By considering the symmetry of {}^{n}C_{r}, which other term has the same coefficient as the 3 \text{rd} term?
Consider the expression \dfrac{2 x + 10}{x^{2} + 5 x}.
Fully simplify the expression.
State any restrictions and determine if they will appear as a hole or an asymptote on the corresponding function.
Identify the asymptotes of the corresponding function.
Graph the corresponding function.
Consider the rational functionf\left(x\right)=\dfrac{\left(x-1\right)\left(x-2\right)}{x-3}.
Perform the long division.
Find the equation of the slant asymptote.
Graph the function f(x).
In the expansion of \left(m + k\right)^{n}, the coefficient of the 9 \text{th} term is 45.
Find the value of n.
Find the 9 \text{th} term.
Consider: \left(x + y\right)^{4} = \left(x + y\right) \left(x + y\right) \left(x + y\right) \left(x + y\right)
Determine the number of ways three factors of x and one factor of y can be chosen from the expansion to form the term which contains x^{3} y. Explain your answer.
Consider the function f(x) = \dfrac{x^3 - 3x^2 - 4x + 12}{x - 1}.
Rewrite this function in equivalent form by performing polynomial long division.
Identify the slant asymptote of this function.
How does information from the equivalent form you found help you understand the behavior of the function near the x-value of the slant asymptote?

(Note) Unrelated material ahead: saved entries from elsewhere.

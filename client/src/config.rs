use std::env;
use std::path::PathBuf;

/// Default number of quotes requested per page
pub const DEFAULT_PAGE_SIZE: usize = 20;

/// Default per-request timeout
pub const DEFAULT_REQUEST_TIMEOUT_SECS: u64 = 30;

#[derive(Debug, Clone)]
pub struct Config {
    /// Base URL of the quote API (`/login`, `/postQuote`, `/getQuotes`)
    pub api_url: String,
    /// Full URL of the media upload endpoint
    pub media_url: String,
    /// File holding the persisted session token
    pub session_file: PathBuf,
    pub page_size: usize,
    pub request_timeout_secs: u64,
}

impl Default for Config {
    fn default() -> Self {
        Self {
            api_url: "https://assignment.stage.crafto.app".to_string(),
            media_url: "https://crafto.app/crafto/v1.0/media/assignment/upload".to_string(),
            session_file: default_session_file(),
            page_size: DEFAULT_PAGE_SIZE,
            request_timeout_secs: DEFAULT_REQUEST_TIMEOUT_SECS,
        }
    }
}

impl Config {
    pub fn from_env() -> Self {
        dotenvy::dotenv().ok();

        let defaults = Self::default();
        Self {
            api_url: env::var("QUOTEWALL_API_URL").unwrap_or(defaults.api_url),
            media_url: env::var("QUOTEWALL_MEDIA_URL").unwrap_or(defaults.media_url),
            session_file: env::var("QUOTEWALL_SESSION_FILE")
                .map(PathBuf::from)
                .unwrap_or(defaults.session_file),
            page_size: parse_var("QUOTEWALL_PAGE_SIZE", defaults.page_size),
            request_timeout_secs: parse_var(
                "QUOTEWALL_REQUEST_TIMEOUT_SECS",
                defaults.request_timeout_secs,
            ),
        }
    }
}

/// Parse a positive numeric env var, falling back to `default`
fn parse_var<T>(name: &str, default: T) -> T
where
    T: std::str::FromStr + PartialEq + Default + Copy,
{
    match env::var(name) {
        Ok(raw) => match raw.trim().parse::<T>() {
            Ok(v) if v != T::default() => v,
            _ => {
                tracing::warn!("Ignoring invalid {}={:?}, using default", name, raw);
                default
            }
        },
        Err(_) => default,
    }
}

fn default_session_file() -> PathBuf {
    let home = env::var_os("HOME")
        .or_else(|| env::var_os("USERPROFILE"))
        .map(PathBuf::from)
        .unwrap_or_else(|| PathBuf::from("."));
    home.join(".quotewall").join("session.json")
}
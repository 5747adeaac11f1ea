//! Adapters layer
//!
//! Implementations of port traits for external systems.

pub mod http;
pub mod session;

pub use http::HttpQuoteService;
pub use session::FileSessionStore;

Consider the function h(x) = \dfrac{(x + 1)^3}{x - 2}.
Expand the numerator of the function using the binomial theorem.
What does the expanded form of the function tell you about the function's behavior near x = -1?
How does this compare to the function's behavior near x = 2?

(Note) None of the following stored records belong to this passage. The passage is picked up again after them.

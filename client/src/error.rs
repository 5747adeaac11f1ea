//! Error types for the quotewall client
//!
//! This module defines error types for each layer:
//! - `QuoteServiceError`: remote quote service (HTTP adapter) errors
//! - `SessionError`: session token persistence errors
//! - `AppError`: classified errors surfaced to the presentation layer

use thiserror::Error;

/// Remote quote service errors
#[derive(Debug, Error)]
pub enum QuoteServiceError {
    #[error("Request failed: {0}")]
    Request(#[from] reqwest::Error),

    #[error("Request timed out")]
    Timeout,

    #[error("Unauthorized - missing or rejected token")]
    Unauthorized,

    #[error("API error: {status} - {message}")]
    Api { status: u16, message: String },

    #[error("Deserialization error: {0}")]
    Deserialization(String),
}

/// Session store errors
#[derive(Debug, Error)]
pub enum SessionError {
    #[error("Session storage I/O error: {0}")]
    Io(#[from] std::io::Error),

    #[error("Session storage is corrupt: {0}")]
    Corrupt(String),
}

/// A single form field that failed local validation
#[derive(Debug, Clone, PartialEq, Eq)]
pub struct FieldError {
    pub field: &'static str,
    pub message: String,
}

/// All field errors of one form submission, in field order
#[derive(Debug, Clone, Default, PartialEq, Eq)]
pub struct ValidationErrors(Vec<FieldError>);

impl ValidationErrors {
    pub fn new() -> Self {
        Self::default()
    }

    pub fn add(&mut self, field: &'static str, message: impl Into<String>) {
        self.0.push(FieldError {
            field,
            message: message.into(),
        });
    }

    pub fn is_empty(&self) -> bool {
        self.0.is_empty()
    }

    pub fn fields(&self) -> &[FieldError] {
        &self.0
    }

    /// Message for a given field, if that field failed
    pub fn message_for(&self, field: &str) -> Option<&str> {
        self.0
            .iter()
            .find(|e| e.field == field)
            .map(|e| e.message.as_str())
    }

    /// `Ok(())` when no field failed
    pub fn into_result(self) -> Result<(), AppError> {
        if self.is_empty() {
            Ok(())
        } else {
            Err(AppError::Validation(self))
        }
    }
}

impl std::fmt::Display for ValidationErrors {
    fn fmt(&self, f: &mut std::fmt::Formatter<'_>) -> std::fmt::Result {
        let messages: Vec<String> = self
            .0
            .iter()
            .map(|e| format!("{}: {}", e.field, e.message))
            .collect();
        write!(f, "{}", messages.join("; "))
    }
}

/// Application layer errors
///
/// Cloneable so the feed controller can retain the last one in its state.
#[derive(Debug, Clone, PartialEq, Eq, Error)]
pub enum AppError {
    #[error("Validation error: {0}")]
    Validation(ValidationErrors),

    #[error("Login required")]
    AuthRequired,

    #[error("Network error: {0}")]
    Network(String),

    #[error("Session error: {0}")]
    Session(String),
}

impl AppError {
    pub fn is_auth_required(&self) -> bool {
        matches!(self, AppError::AuthRequired)
    }
}

impl From<QuoteServiceError> for AppError {
    fn from(e: QuoteServiceError) -> Self {
        match e {
            QuoteServiceError::Unauthorized => AppError::AuthRequired,
            QuoteServiceError::Request(err) if err.is_timeout() => {
                AppError::Network("request timed out".to_string())
            }
            QuoteServiceError::Timeout => AppError::Network("request timed out".to_string()),
            other => AppError::Network(other.to_string()),
        }
    }
}

impl From<SessionError> for AppError {
    fn from(e: SessionError) -> Self {
        AppError::Session(e.to_string())
    }
}

#[cfg(test)]
mod tests {
    use super::*;

    #[test]
    fn unauthorized_classifies_as_auth_required() {
        let err: AppError = QuoteServiceError::Unauthorized.into();
        assert_eq!(err, AppError::AuthRequired);
        assert!(err.is_auth_required());
    }

    #[test]
    fn api_and_timeout_classify_as_network() {
        let err: AppError = QuoteServiceError::Api {
            status: 500,
            message: "boom".to_string(),
        }
        .into();
        assert_eq!(err, AppError::Network("API error: 500 - boom".to_string()));

        let err: AppError = QuoteServiceError::Timeout.into();
        assert_eq!(err, AppError::Network("request timed out".to_string()));
    }

    #[test]
    fn validation_errors_display_and_lookup() {
        let mut errors = ValidationErrors::new();
        errors.add("username", "Username is required");
        errors.add("otp", "OTP is required");

        assert_eq!(
            errors.to_string(),
            "username: Username is required; otp: OTP is required"
        );
        assert_eq!(errors.message_for("otp"), Some("OTP is required"));
        assert_eq!(errors.message_for("text"), None);
        assert!(errors.into_result().is_err());
        assert!(ValidationErrors::new().into_result().is_ok());
    }
}
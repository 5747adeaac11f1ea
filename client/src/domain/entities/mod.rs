//! Domain entities
//!
//! Plain models for the quote feed, media uploads and sessions.

pub mod media;
pub mod quote;
pub mod session;

pub use media::{ImageFormat, MediaUpload};
pub use quote::{NewQuote, Quote, QuoteDraft, QuoteId};
pub use session::{Credentials, SessionToken};
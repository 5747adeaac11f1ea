//! Test fixtures
//!
//! Factory functions for creating test data with sensible defaults.

use chrono::{TimeZone, Utc};
use uuid::Uuid;

use crate::domain::entities::{Quote, QuoteId};

/// Create a quote with the given id
pub fn test_quote(id: &str) -> Quote {
    Quote {
        id: QuoteId::from(id),
        text: format!("quote {}", id),
        image_url: format!("https://media.test/{}.png", id),
        author: "test-user".to_string(),
        created_at: Some(Utc.with_ymd_and_hms(2024, 5, 1, 14, 5, 0).unwrap()),
    }
}

/// Create one quote per id, in order
pub fn test_quotes(ids: &[&str]) -> Vec<Quote> {
    ids.iter().map(|id| test_quote(id)).collect()
}

/// Create a quote with a random id
pub fn random_quote() -> Quote {
    test_quote(&Uuid::new_v4().to_string())
}
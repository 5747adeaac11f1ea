//! View activation and the session gate
//!
//! A view that depends on a session checks for a token once, when it is
//! activated. Without one the activation redirects to the login view and
//! nothing else happens.

use serde::Serialize;

use crate::app::session::Session;
use crate::domain::entities::SessionToken;
use crate::domain::ports::SessionStore;
use crate::error::AppError;

/// Navigation targets
#[derive(Debug, Clone, Copy, PartialEq, Eq, Hash, Serialize)]
#[serde(rename_all = "snake_case")]
pub enum View {
    Login,
    Quotes,
    CreateQuote,
}

impl View {
    pub fn requires_session(&self) -> bool {
        !matches!(self, View::Login)
    }
}

impl std::fmt::Display for View {
    fn fmt(&self, f: &mut std::fmt::Formatter<'_>) -> std::fmt::Result {
        match self {
            View::Login => write!(f, "login"),
            View::Quotes => write!(f, "quotes"),
            View::CreateQuote => write!(f, "create-quote"),
        }
    }
}

/// Result of activating a view
#[derive(Debug, Clone, PartialEq)]
pub enum Activation {
    /// Go ahead; carries the session token when one exists
    Proceed(Option<SessionToken>),
    /// Do nothing and show this view instead
    Redirect(View),
}

/// Activate `view`, consulting the session exactly once
pub fn activate<S>(view: View, session: &Session<S>) -> Result<Activation, AppError>
where
    S: SessionStore,
{
    let token = session.token()?;

    if view.requires_session() && token.is_none() {
        tracing::info!("No session for {} view; redirecting to login", view);
        return Ok(Activation::Redirect(View::Login));
    }

    tracing::debug!("Activated {} view", view);
    Ok(Activation::Proceed(token))
}

#[cfg(test)]
mod tests {
    use std::sync::Arc;

    use super::*;
    use crate::test_utils::InMemorySessionStore;

    #[test]
    fn protected_view_without_token_redirects() {
        let session = Session::new(Arc::new(InMemorySessionStore::new()));

        assert_eq!(
            activate(View::Quotes, &session).unwrap(),
            Activation::Redirect(View::Login)
        );
        assert_eq!(
            activate(View::CreateQuote, &session).unwrap(),
            Activation::Redirect(View::Login)
        );
    }

    #[test]
    fn protected_view_with_token_proceeds() {
        let session = Session::new(Arc::new(InMemorySessionStore::new().with_token("tok")));

        assert_eq!(
            activate(View::Quotes, &session).unwrap(),
            Activation::Proceed(Some(SessionToken::new("tok")))
        );
    }

    #[test]
    fn login_view_never_redirects() {
        let session = Session::new(Arc::new(InMemorySessionStore::new()));
        assert_eq!(
            activate(View::Login, &session).unwrap(),
            Activation::Proceed(None)
        );
    }
}
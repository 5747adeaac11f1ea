//! Session persistence adapter

pub mod file_store;

pub use file_store::FileSessionStore;
//! Domain layer
//!
//! Entities and the ports the application layer depends on.

pub mod entities;
pub mod ports;
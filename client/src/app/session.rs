//! Session context
//!
//! Wraps the session store behind the few operations the rest of the
//! application needs. Components that talk to protected endpoints receive
//! an `Arc<Session<S>>` instead of reaching for global storage.

use std::sync::Arc;

use crate::domain::entities::SessionToken;
use crate::domain::ports::SessionStore;
use crate::error::AppError;

pub struct Session<S>
where
    S: SessionStore,
{
    store: Arc<S>,
}

impl<S> Session<S>
where
    S: SessionStore,
{
    pub fn new(store: Arc<S>) -> Self {
        Self { store }
    }

    /// Current token, if a session is active
    pub fn token(&self) -> Result<Option<SessionToken>, AppError> {
        Ok(self.store.load()?)
    }

    /// Current token, or `AuthRequired` when there is none
    pub fn require(&self) -> Result<SessionToken, AppError> {
        self.token()?.ok_or(AppError::AuthRequired)
    }

    pub fn is_active(&self) -> bool {
        matches!(self.token(), Ok(Some(_)))
    }

    /// Start a session with a freshly issued token
    pub fn begin(&self, token: &SessionToken) -> Result<(), AppError> {
        self.store.save(token)?;
        tracing::info!("Session started");
        Ok(())
    }

    /// Destroy the session
    pub fn end(&self) -> Result<(), AppError> {
        self.store.clear()?;
        tracing::info!("Session ended");
        Ok(())
    }

    /// End the session if `err` says the service rejected our token
    pub fn expire_on(&self, err: &AppError) {
        if !err.is_auth_required() {
            return;
        }
        tracing::warn!("Quote service rejected the session token; logging out");
        if let Err(e) = self.end() {
            tracing::error!("Failed to clear rejected session: {}", e);
        }
    }
}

Consider the function p(x) = \dfrac{(x - 3)^2}{x^2 + 2x + 1}.
Find the slant asymptote of the function by performing polynomial long division.
Expand the numerator of the function using the binomial theorem.
How does the expanded form of the function and the slant asymptote together provide a complete picture of the function's end behavior?